To implement the callback function, create a new file, for example src/zcl_callbacks.cpp, and implement the callback in this file. To see a list of callback functions that are customizable, open src/gen/callback-stub.cpp and look for functions with __attribute__((weak)). It is sufficient just to implement emberAfPostAttributeChangeCallback (read the description in src/gen/callback-stub.cpp).

For example, the implementation can look like follows:

#include "app_task.h"

#include <app-common/zap-generated/attribute-id.h>
#include <app-common/zap-generated/attribute-type.h>
#include <app-common/zap-generated/cluster-id.h>
#include <app/util/af-types.h>
#include <app/util/af.h>

using namespace ::chip;

void emberAfPostAttributeChangeCallback(EndpointId endpoint, ClusterId clusterId, AttributeId attributeId, uint8_t mask,
                                       uint16_t manufacturerCode, uint8_t type, uint16_t size, uint8_t *value)
{
        if (clusterId != ZCL_ON_OFF_CLUSTER_ID || attributeId != ZCL_ON_OFF_ATTRIBUTE_ID)
                return;

        GetAppTask().PostEvent(AppEvent(*value ? AppEvent::SensorActivate : AppEvent::SensorDeactivate));
}

Add new targets to CMakelists

To allow a proper build, you must update the CMakelists.txt file by adding the following targets:

  • $ZEPHYR_CONNECTEDHOMEIP_MODULE_DIR/src/app/clusters/on-off-server/on-off-server.cpp - for OnOff cluster callbacks.

  • $ZEPHYR_CONNECTEDHOMEIP_MODULE_DIR/src/app/clusters/temperature-measurement-server/temperature-measurement-server.cpp - for TemperatureMeasurement cluster callbacks.

  • src/zcl_callbacks.cpp - to include the callback implementation.

Testing the new sensor application

Note

Because of the limitations for reading the Temperature Measurement cluster attribute, commission the Matter device using the Python Controller when setting up Matter development environment.

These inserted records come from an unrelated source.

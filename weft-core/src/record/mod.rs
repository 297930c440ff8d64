//! Record layer.
//!
//! Splits outgoing content into records of at most 2^14 bytes, applies the
//! active write protection and frames them with the five byte header:
//!
//! ```text
//! struct {
//!     ContentType type;
//!     ProtocolVersion legacy_record_version;   // always 0x0303 on write
//!     uint16 length;
//!     opaque fragment[length];
//! } TLSPlaintext;
//! ```
//!
//! On read it validates the header, enforces the length limits of the
//! active protection and removes it. Protection is a [`RecordProtection`]
//! trait object so the handshake can swap TLS 1.2 and TLS 1.3 keys without
//! the record layer knowing which version is in use.

pub mod tls12;
pub mod tls13;

use core::fmt;

use tracing::trace;

use crate::error::{Error, Result};
use crate::protocol::{ContentType, ProtocolVersion, MAX_FRAGMENT_LEN};
use crate::transport::Transport;

/// Record header length.
pub const HEADER_LEN: usize = 5;

/// Largest protected TLS 1.2 fragment (2^14 + 2048).
pub const MAX_TLS12_CIPHERTEXT_LEN: usize = MAX_FRAGMENT_LEN + 2048;

/// Largest protected TLS 1.3 fragment (2^14 + 256).
pub const MAX_TLS13_CIPHERTEXT_LEN: usize = MAX_FRAGMENT_LEN + 256;

/// A record after protection has been removed.
#[derive(Debug, Clone, PartialEq, Eq)]
pub struct Record {
    /// Content type (the inner type for TLS 1.3)
    pub content_type: ContentType,
    /// Version from the record header
    pub version: ProtocolVersion,
    /// Plaintext fragment
    pub fragment: Vec<u8>,
}

/// One direction of record protection with its own sequence number.
///
/// Implementations advance the sequence number only when a record was
/// sealed or opened successfully.
pub trait RecordProtection: Send {
    /// Protect `fragment`, returning the outer content type and the body.
    fn seal(
        &mut self,
        content_type: ContentType,
        version: ProtocolVersion,
        fragment: &[u8],
    ) -> Result<(ContentType, Vec<u8>)>;

    /// Verify and decrypt `body`, returning the real content type and the
    /// plaintext.
    fn open(
        &mut self,
        content_type: ContentType,
        version: ProtocolVersion,
        body: &[u8],
    ) -> Result<(ContentType, Vec<u8>)>;

    /// Largest body this protection accepts.
    fn max_ciphertext_len(&self) -> usize;

    /// Sequence number of the next record.
    fn sequence_number(&self) -> u64;

    /// TLS 1.3 protection hides the content type.
    fn hides_content_type(&self) -> bool {
        false
    }
}

/// 64-bit record sequence counter that refuses to wrap.
#[derive(Debug, Clone, Copy, Default, PartialEq, Eq)]
pub(crate) struct SequenceNumber(u64);

impl SequenceNumber {
    pub(crate) fn get(self) -> u64 {
        self.0
    }

    pub(crate) fn advance(&mut self) -> Result<()> {
        self.0 = self
            .0
            .checked_add(1)
            .ok_or_else(|| Error::Internal("record sequence number exhausted".into()))?;
        Ok(())
    }

    /// The sequence number left-padded with zeros and XORed into `iv`.
    pub(crate) fn nonce(self, iv: &[u8]) -> Vec<u8> {
        let mut nonce = iv.to_vec();
        let offset = nonce.len().saturating_sub(8);
        for (n, s) in nonce[offset..].iter_mut().zip(self.0.to_be_bytes()) {
            *n ^= s;
        }
        nonce
    }
}

/// Record framing plus the currently active protection in each direction.
pub struct RecordLayer {
    max_fragment: usize,
    read: Option<Box<dyn RecordProtection>>,
    write: Option<Box<dyn RecordProtection>>,
    early_skip: usize,
}

impl fmt::Debug for RecordLayer {
    fn fmt(&self, f: &mut fmt::Formatter<'_>) -> fmt::Result {
        f.debug_struct("RecordLayer")
            .field("max_fragment", &self.max_fragment)
            .field("read_protected", &self.read.is_some())
            .field("write_protected", &self.write.is_some())
            .field("early_skip", &self.early_skip)
            .finish()
    }
}

impl Default for RecordLayer {
    fn default() -> Self {
        Self::new()
    }
}

impl RecordLayer {
    /// Unprotected record layer.
    pub fn new() -> Self {
        Self {
            max_fragment: MAX_FRAGMENT_LEN,
            read: None,
            write: None,
            early_skip: 0,
        }
    }

    /// Lower the fragment size used for outgoing records.
    pub fn set_max_fragment(&mut self, len: usize) {
        self.max_fragment = len.clamp(1, MAX_FRAGMENT_LEN);
    }

    /// Install protection for incoming records.
    pub fn activate_read(&mut self, protection: Box<dyn RecordProtection>) {
        self.read = Some(protection);
    }

    /// Install protection for outgoing records.
    pub fn activate_write(&mut self, protection: Box<dyn RecordProtection>) {
        self.write = Some(protection);
    }

    /// Drop both protections (a failed connection restarting from idle).
    pub fn reset(&mut self) {
        self.read = None;
        self.write = None;
        self.early_skip = 0;
    }

    /// True once incoming records are protected.
    pub fn is_read_protected(&self) -> bool {
        self.read.is_some()
    }

    /// True once outgoing records are protected.
    pub fn is_write_protected(&self) -> bool {
        self.write.is_some()
    }

    /// Sequence number of the next incoming record, if protected.
    pub fn read_sequence(&self) -> Option<u64> {
        self.read.as_ref().map(|p| p.sequence_number())
    }

    /// Sequence number of the next outgoing record, if protected.
    pub fn write_sequence(&self) -> Option<u64> {
        self.write.as_ref().map(|p| p.sequence_number())
    }

    /// Silently discard up to `budget` bytes of records that fail to
    /// decrypt, as a server does after rejecting 0-RTT data. The first
    /// record that opens ends the skipping.
    pub fn skip_undecryptable(&mut self, budget: usize) {
        self.early_skip = budget;
    }

    /// Remaining early data skip budget.
    pub fn skip_budget(&self) -> usize {
        self.early_skip
    }

    /// Fragment, protect and send `data` as records of `content_type`.
    ///
    /// Empty `data` sends nothing.
    pub fn write_record<T: Transport + ?Sized>(
        &mut self,
        transport: &mut T,
        content_type: ContentType,
        data: &[u8],
    ) -> Result<()> {
        for chunk in data.chunks(self.max_fragment) {
            let (outer, body) = match self.write.as_mut() {
                Some(protection) => protection.seal(content_type, ProtocolVersion::Tls12, chunk)?,
                None => (content_type, chunk.to_vec()),
            };
            let mut wire = Vec::with_capacity(HEADER_LEN + body.len());
            wire.push(outer.to_u8());
            wire.extend_from_slice(&ProtocolVersion::Tls12.to_u16().to_be_bytes());
            wire.extend_from_slice(&(body.len() as u16).to_be_bytes());
            wire.extend_from_slice(&body);
            trace!(
                content_type = ?content_type,
                len = body.len(),
                protected = self.write.is_some(),
                "record out"
            );
            transport.write_all(&wire)?;
        }
        Ok(())
    }

    /// Read the next record, removing protection.
    ///
    /// Records that fail to decrypt while an early data skip budget is
    /// left are dropped and reading continues.
    pub fn read_record<T: Transport + ?Sized>(&mut self, transport: &mut T) -> Result<Record> {
        loop {
            let mut header = [0u8; HEADER_LEN];
            transport.read_exact(&mut header)?;

            let content_type = ContentType::from_u8(header[0])
                .ok_or_else(|| Error::decode(format_args!("unknown content type {}", header[0])))?;
            if header[1] != 3 {
                return Err(Error::decode(format_args!(
                    "unsupported record version {}.{}",
                    header[1], header[2]
                )));
            }
            let version = ProtocolVersion::from_u16(u16::from_be_bytes([header[1], header[2]]));
            let len = u16::from_be_bytes([header[3], header[4]]) as usize;

            let skipping_plaintext = self.read.is_none()
                && self.early_skip > 0
                && content_type == ContentType::ApplicationData;
            let limit = match &self.read {
                Some(protection) => protection.max_ciphertext_len(),
                None if skipping_plaintext => MAX_TLS13_CIPHERTEXT_LEN,
                None => MAX_FRAGMENT_LEN,
            };
            if len > limit {
                return Err(Error::RecordOverflow(len));
            }
            if len == 0
                && matches!(content_type, ContentType::Handshake | ContentType::Alert)
            {
                return Err(Error::decode("empty handshake or alert record"));
            }

            let mut body = vec![0u8; len];
            transport.read_exact(&mut body)?;

            let Some(protection) = self.read.as_mut() else {
                if skipping_plaintext {
                    self.early_skip = self.early_skip.saturating_sub(len);
                    trace!(len, "skipped early data record");
                    continue;
                }
                trace!(content_type = ?content_type, len, "record in");
                return Ok(Record {
                    content_type,
                    version,
                    fragment: body,
                });
            };

            if protection.hides_content_type() {
                match content_type {
                    ContentType::ChangeCipherSpec => {
                        return Ok(Record {
                            content_type,
                            version,
                            fragment: body,
                        })
                    },
                    ContentType::ApplicationData => {},
                    other => {
                        return Err(Error::UnexpectedMessage(format!(
                            "unprotected {:?} record after keys were installed",
                            other
                        )))
                    },
                }
            }

            match protection.open(content_type, version, &body) {
                Ok((inner, fragment)) => {
                    self.early_skip = 0;
                    if fragment.is_empty()
                        && matches!(inner, ContentType::Handshake | ContentType::Alert)
                    {
                        return Err(Error::decode("empty handshake or alert record"));
                    }
                    trace!(content_type = ?inner, len = fragment.len(), "record in");
                    return Ok(Record {
                        content_type: inner,
                        version,
                        fragment,
                    });
                },
                Err(Error::BadRecordMac) if self.early_skip >= len => {
                    self.early_skip -= len;
                    trace!(len, remaining = self.early_skip, "skipped undecryptable record");
                },
                Err(e) => return Err(e),
            }
        }
    }
}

To check if the sensor device is working, complete the following steps:

  1. Connect the kit to the computer using a USB cable. The kit is assigned a COM port (Windows) or ttyACM device (Linux), which is visible in the Device Manager.

  2. Connect to the kit with a terminal emulator (for example, PuTTY). See How to connect with PuTTY for the required settings.

  3. Commission the device into a Thread network by following the guides linked on the Configuring Matter development environment page for the Matter controller you want to use. As part of this procedure, you will complete the following steps:

    • Configure Thread Border Router.

    • Build and install the Matter controller.

    • Commission the device.

    • Send Matter commands.

    At the end of this procedure, LED 1 of the Matter device programmed with the sample starts flashing in the Short Flash Off state. This indicates that the device is fully provisioned, but does not yet have full Thread network connectivity.

  4. Activate the sensor by running the following command on the On/off cluster with the correct node_ID assigned during commissioning:

    zcl OnOff On node_ID 1 0
  5. Read the measurement several times by checking value of MeasuredValue in the Temperature Measurement cluster:

    zclread TemperatureMeasurement MeasuredValue node_ID 1 0
  6. Deactivate the sensor by running the following command on the On/off cluster with the correct node_ID assigned during commissioning:

    zcl OnOff Off node_ID 1 0
  7. Read the measurement again. The measurement should not change.